First begin with the electromagnetic fields since these are the really observable quantities. In your case, we have to deal with the electric field in the static case. For static fields the Maxwell equations decouple into equations for the electric and the magnetic field. So you can treat them independently from each other.
The electrostatic equations read
\vec{\nabla} \times \vec{E}=0, \quad \vec{\nabla} \cdot \vec{E}=\frac{1}{\epsilon} \rho,
where \epsilon is the dielectric constant of the material (which I assume to be (piecewise) homogeneous and isotropic for simplicity) and \rho is the charge density.
These equations are local equations since they only contain differentials of the fields, and you have to be careful at boundaries since there the field can have singularities. However, you have to remember the definitions of the vector operations, here the curl and the divergence of a vector field, through integrals to give these operations clear meanings when you consider the neighborhood of a boundary (where, e.g., two dielectrics meet; or you have conductors around etc.).
The curl tells you to take a line integral along some closed path and the enclosed surface element. To investigate the neighborhood of a boundary surface, you chose a rectangular path with two sides tangent to the surface and two very small sides perpendicular to the surface. Let's call the enclosed rectanglular surface S and its boundary \partial S. Then Stoke's Law tells you
0=\int_S \mathrm{d} \vec{F} \cdot \vec{\nabla} \times \vec{E}=\int_{\partial S} \mathrm{d} \vec{x} \cdot \vec{E}.

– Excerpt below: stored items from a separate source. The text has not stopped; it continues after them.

//! Installs a `tracing_subscriber` formatter, filtered by the
//! environment (`RUST_LOG`), so the spans of a match are printed.
//!
//! ```bash
//! RUST_LOG=roadmatch=debug cargo bench --features tracing
//! ```

use tracing_subscriber::layer::SubscriberExt;
use tracing_subscriber::util::SubscriberInitExt;

/// Initialises the tracer, using tracing subscription.
/// This is optional, not calling this function will simply
/// not log traces.
///
/// Does nothing if a global subscriber is already set.
pub fn initialize_tracer() {
    let fmt_layer = tracing_subscriber::fmt::layer().compact();

    let _ = tracing_subscriber::registry()
        .with(tracing_subscriber::EnvFilter::from_default_env())
        .with(fmt_layer)
        .try_init();
}
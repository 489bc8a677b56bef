use log::info;
use measure_time::debug_time;
#[cfg(feature = "tracing")]
use tracing::Level;

use crate::config::MatchConfig;
use crate::index::SpatialIndex;
use crate::network::NetworkView;
use crate::transition::*;

/// The hidden Markov model of a single trajectory over a network view.
///
/// Generates the candidates of every observation on construction and
/// lays them out in a [`Trellis`]. A [`Solver`] then picks the most
/// probable candidate path, which is collapsed into one
/// [`MatchResult`] per observation.
pub struct Transition<'a, E, T>
where
    E: EmissionStrategy,
    T: TransitionStrategy,
{
    pub(crate) view: &'a NetworkView<'a>,
    pub(crate) heuristics: &'a CostingStrategies<E, T>,
    pub(crate) config: &'a MatchConfig,

    pub(crate) observations: Vec<Observation>,
    pub(crate) trellis: Trellis,
}

impl<'a, E, T> Transition<'a, E, T>
where
    E: EmissionStrategy + Send + Sync,
    T: TransitionStrategy + Send + Sync,
{
    #[cfg_attr(feature = "tracing", tracing::instrument(level = Level::INFO, skip_all))]
    pub fn new(
        view: &'a NetworkView<'a>,
        index: &'a SpatialIndex,
        observations: Vec<Observation>,
        heuristics: &'a CostingStrategies<E, T>,
        config: &'a MatchConfig,
    ) -> Self {
        debug_time!("Transition::new");

        let generator = CandidateGenerator::new(
            view.network(),
            index,
            heuristics,
            config.candidate_search_radius_meters,
        );

        let candidates = generator.generate(&observations);
        let layers = Layers::new(&observations, candidates);
        let trellis = Trellis::new(layers);

        info!(
            "Trellis of {} layers over {} observations",
            trellis.layers().len(),
            observations.len()
        );

        Transition {
            view,
            heuristics,
            config,
            observations,
            trellis,
        }
    }

    /// Decodes the most probable candidate path using the given `solver`.
    pub fn solve(&self, solver: impl Solver) -> Collapse {
        solver.solve(self)
    }

    /// Decodes using `solver` and collapses the path into results.
    pub fn results(&self, solver: impl Solver) -> Vec<MatchResult> {
        self.solve(solver).results(self)
    }

    pub fn observations(&self) -> &[Observation] {
        &self.observations
    }

    pub fn trellis(&self) -> &Trellis {
        &self.trellis
    }

    /// Whether no observation has any candidate.
    pub fn is_degenerate(&self) -> bool {
        self.trellis.is_degenerate()
    }
}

Now you can neglect the contributions from the two perpendicular pieces of the rectangle since we make them infinitesimally small. Then the above integral tells you that the components of \vec{E} tangent to the boundary must be continuous.

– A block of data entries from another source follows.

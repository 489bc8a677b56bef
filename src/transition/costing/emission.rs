use std::f64::consts::TAU;

use geo::Point;

use crate::config::DEFAULT_EMISSION_SIGMA;
use crate::transition::Strategy;

pub trait EmissionStrategy: for<'a> Strategy<EmissionContext<'a>> {}
impl<T> EmissionStrategy for T where T: for<'a> Strategy<EmissionContext<'a>> {}

#[derive(Clone, Copy, Debug)]
pub struct EmissionContext<'a> {
    /// The proposed (candidate) position to be matched onto.
    ///
    /// This belongs to the network, and is not provided
    /// as input to the match query.
    pub candidate_position: &'a Point,

    /// The observed position being matched.
    pub source_position: &'a Point,

    /// The distance (in meters) between the source and candidate positions using [`geo::Haversine`].
    ///
    /// Note: This is given as it is already known by the candidate search,
    /// so it is not calculated twice.
    pub distance: f64,
}

impl<'a> EmissionContext<'a> {
    pub fn new(candidate: &'a Point, source: &'a Point, distance: f64) -> Self {
        Self {
            candidate_position: candidate,
            source_position: source,
            distance,
        }
    }
}

/// Zero-mean Gaussian measurement noise.
///
/// ```math
/// emission(d) = ln(1 / (√(2π) σ)) - ½ (d / σ)²
/// ```
#[derive(Clone, Copy, Debug)]
pub struct GaussianEmission {
    sigma: f64,
    normaliser: f64,
}

impl GaussianEmission {
    pub fn new(sigma: f64) -> Self {
        Self {
            sigma,
            normaliser: -(TAU.sqrt() * sigma).ln(),
        }
    }

    pub fn sigma(&self) -> f64 {
        self.sigma
    }
}

impl Default for GaussianEmission {
    fn default() -> Self {
        Self::new(DEFAULT_EMISSION_SIGMA)
    }
}

impl<'a> Strategy<EmissionContext<'a>> for GaussianEmission {
    #[inline]
    fn calculate(&self, context: EmissionContext<'a>) -> f64 {
        let normalised = context.distance / self.sigma;
        self.normaliser - 0.5 * normalised * normalised
    }
}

A similar argument can be made with Gauß's Theorem and a little prism parallel to the boundary. That tells you that the normal component of \epsilon \vec{E} has a jump equal to the surface charge along the boundary.
Now that we know the behavior of the electric field across boundaries, where the matter can change discontinuously (i.e., either the dielectric constant changes or you have a conductor, and their may be some surface charges sitting on the boundary etc.), we can see what this means for the electric potential. Since electrostatic fields are curl free according to the first equation of electrostatics this means that (at least locally) there exists a scalar potential, \Phi, such that
\vec{E}=-\vec{\nabla} \Phi.
Plugging this into the second equation of electrostatics gives
\Delta \Phi:=\vec{\nabla} \cdot \vec{\nabla} \Phi=-\frac{\rho}{\epsilon}.
The latter is known as Poisson's Equation (for \rho=0 the Laplace equation). Now since the components of \vec{E} tangent to the boundary are continuous and the normal components have at most finite jumps across the boundary, the potential itself must be continuous across the boundary. That is so because, suppose you know the electric field, the potential is given (up to an uninteresting constant) by the line integrals connecting a fixed point, \vec{x}_0, with the point under consideration, \vec{x} (let's call this lines C(\vec{x}_0 \rightarrow \vec{x})):
V(\vec{x})=-\int_{ C(\vec{x}_0 \rightarrow \vec{x})} \mathrm{d} \vec{x} \cdot \vec{E}.
The first equation of electrostatics guaranties that the value of the potential is independent of the particular line chosen (as long as the considered region in space is simply connected). Since \vec{E} has at most finite jumps in the normal component across the boundary, V thus must be continuous.